Then I said how you cried and cried and you would scream it all out and fight for what you wanted.

But it turns out that story I was telling hurt your heart.  You felt like I was picking at you, like your sisters were better babies or somehow this was a competition of performance and you hadn’t measured up.

Beloved girl, never forget that you are loved.

This world will scream lies at you.  Sometimes your own feelings will bully you.

Hold on to the truth:  No matter what, you are totally and thoroughly loved by us and by God.  We adore you and we always have.

Even before I ever laid eyes on your beautiful face and you gripped my fingers with super-baby-strength, I loved you completely.victoria ballet

Own your own faith

That day you cried about my ‘baby stories,’ I told you to hold on to your testimony.  We saw that change in you.  It was this dramatic turning.

Yes, you worked us hard as new parents.  But that moment you prayed for Jesus to be your Savior, your heart turned over.  All your strength, determination and focus transformed with salvation into solid rock faith.

You stand up for what is right.  You set your heart and mind on things above.

You pour your heart and mind and soul into everything you do, working harder, harder, harder than those around you.  You set goals and you push at them without giving up.
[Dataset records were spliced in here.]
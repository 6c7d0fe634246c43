//! Debugging bridge.
//!
//! An optional [`StoreObserver`] attached to a [`Registry`](crate::Registry)
//! is told about every store built afterwards and about every mutation on
//! those stores. It can also push state back in (time travel) through the
//! store handle it was given.
//!
//! [`Inspector`] is a ready-made observer that mirrors the stores' state
//! under their ids and keeps a log of labelled mutations, the way an
//! external state inspector would.
//!
//! Observer hooks are contained: a hook that panics is logged and ignored,
//! and the mutation that triggered it still completes.

use std::fmt;
use std::panic::{self, AssertUnwindSafe};

use indexmap::IndexMap;
use parking_lot::Mutex;
use serde::Serialize;
use serde_json::{Map, Value};

use crate::reactive::ReactiveContext;
use crate::store::{MutationEvent, Store, WeakStore};

/// Receives store lifecycle and mutation events.
pub trait StoreObserver: Send + Sync {
    /// Called once, right after a store's first construction in a context.
    fn store_installed(&self, store: &Store) {
        let _ = store;
    }

    /// Called after every mutation, with the post-mutation state.
    fn mutation(&self, event: &MutationEvent, state: &Value) {
        let _ = (event, state);
    }
}

/// Run one observer hook untracked, containing any panic it raises.
pub(crate) fn notify_observer(store_id: &str, hook: impl FnOnce()) {
    let outcome = ReactiveContext::untracked(|| panic::catch_unwind(AssertUnwindSafe(hook)));
    if outcome.is_err() {
        tracing::warn!(store = store_id, "store observer panicked, ignoring");
    }
}

/// One entry of the inspector's mutation log.
#[derive(Debug, Clone, PartialEq, Serialize)]
pub struct LoggedMutation {
    /// Inspector label, e.g. `[cart] patch`.
    pub label: String,
    pub event: MutationEvent,
    /// Mirrored root state right after the mutation.
    pub root_state: Value,
}

/// Mirrors installed stores and records their mutations.
///
/// Stores are keyed by id only, so the inspector is meant for a single
/// context (a client-side app); a second store with the same id replaces
/// the first. Stores are held weakly: once a store is dropped (for example
/// after its context is disposed) the inspector forgets it.
#[derive(Default)]
pub struct Inspector {
    stores: Mutex<IndexMap<String, WeakStore>>,
    root: Mutex<Map<String, Value>>,
    log: Mutex<Vec<LoggedMutation>>,
}

impl Inspector {
    pub fn new() -> Self {
        Self::default()
    }

    /// The mirrored state of every installed store.
    pub fn root_state(&self) -> Map<String, Value> {
        self.live_stores();
        self.root.lock().clone()
    }

    pub fn mutations(&self) -> Vec<LoggedMutation> {
        self.log.lock().clone()
    }

    pub fn store_ids(&self) -> Vec<String> {
        self.live_stores().iter().map(|store| store.id().to_string()).collect()
    }

    /// Upgrade the tracked stores, forgetting the ones that were dropped.
    fn live_stores(&self) -> Vec<Store> {
        let mut stores = self.stores.lock();
        let mut root = self.root.lock();
        let mut live = Vec::with_capacity(stores.len());

        stores.retain(|id, weak| match weak.upgrade() {
            Some(store) => {
                live.push(store);
                true
            }
            None => {
                root.remove(id);
                false
            }
        });
        live
    }

    /// Push externally-authored state into the installed stores.
    ///
    /// Each store named in `target` has its state replaced silently.
    /// Returns how many stores were replaced.
    pub fn travel_to_state(&self, target: &Map<String, Value>) -> usize {
        let mut replaced = 0;

        for store in self.live_stores() {
            if let Some(state) = target.get(store.id()) {
                store.set_state(state.clone());
                self.root.lock().insert(store.id().to_string(), state.clone());
                replaced += 1;
            }
        }
        tracing::debug!(stores = replaced, "inspector travelled to state");
        replaced
    }
}

impl StoreObserver for Inspector {
    fn store_installed(&self, store: &Store) {
        self.root
            .lock()
            .insert(store.id().to_string(), store.with_state(Value::clone));
        self.stores.lock().insert(store.id().to_string(), store.downgrade());
    }

    fn mutation(&self, event: &MutationEvent, state: &Value) {
        let root_state = {
            let mut root = self.root.lock();
            root.insert(event.store_id.clone(), state.clone());
            Value::Object(root.clone())
        };

        self.log.lock().push(LoggedMutation {
            label: event.label(),
            event: event.clone(),
            root_state,
        });
    }
}

impl fmt::Debug for Inspector {
    fn fmt(&self, f: &mut fmt::Formatter<'_>) -> fmt::Result {
        f.debug_struct("Inspector")
            .field("stores", &self.store_ids())
            .field("mutations", &self.log.lock().len())
            .finish()
    }
}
Keep at it, my girl.  In life, yes.  In faith all the more.

You’re going to step out into the big wide world and find that people don’t believe what you believe.  People don’t obey God.  The world is broken and wrecked with sin.

You may be mocked, ostracized, tempted.

Do not forget your testimony.  You are a Jesus-girl and the older you get, the more that faith needs to be yours apart from your dad and me.

Don’t just listen to me read the Bible—-read it.  Don’t let me pray for you—-pray.  Don’t watch me worship—–worship.  In the end, it’s got to be between you and God.

Now is the time to pick up your faith in your own two hands.

We are in this together

Maybe sometimes during the next few years, it’ll feel like no one understands.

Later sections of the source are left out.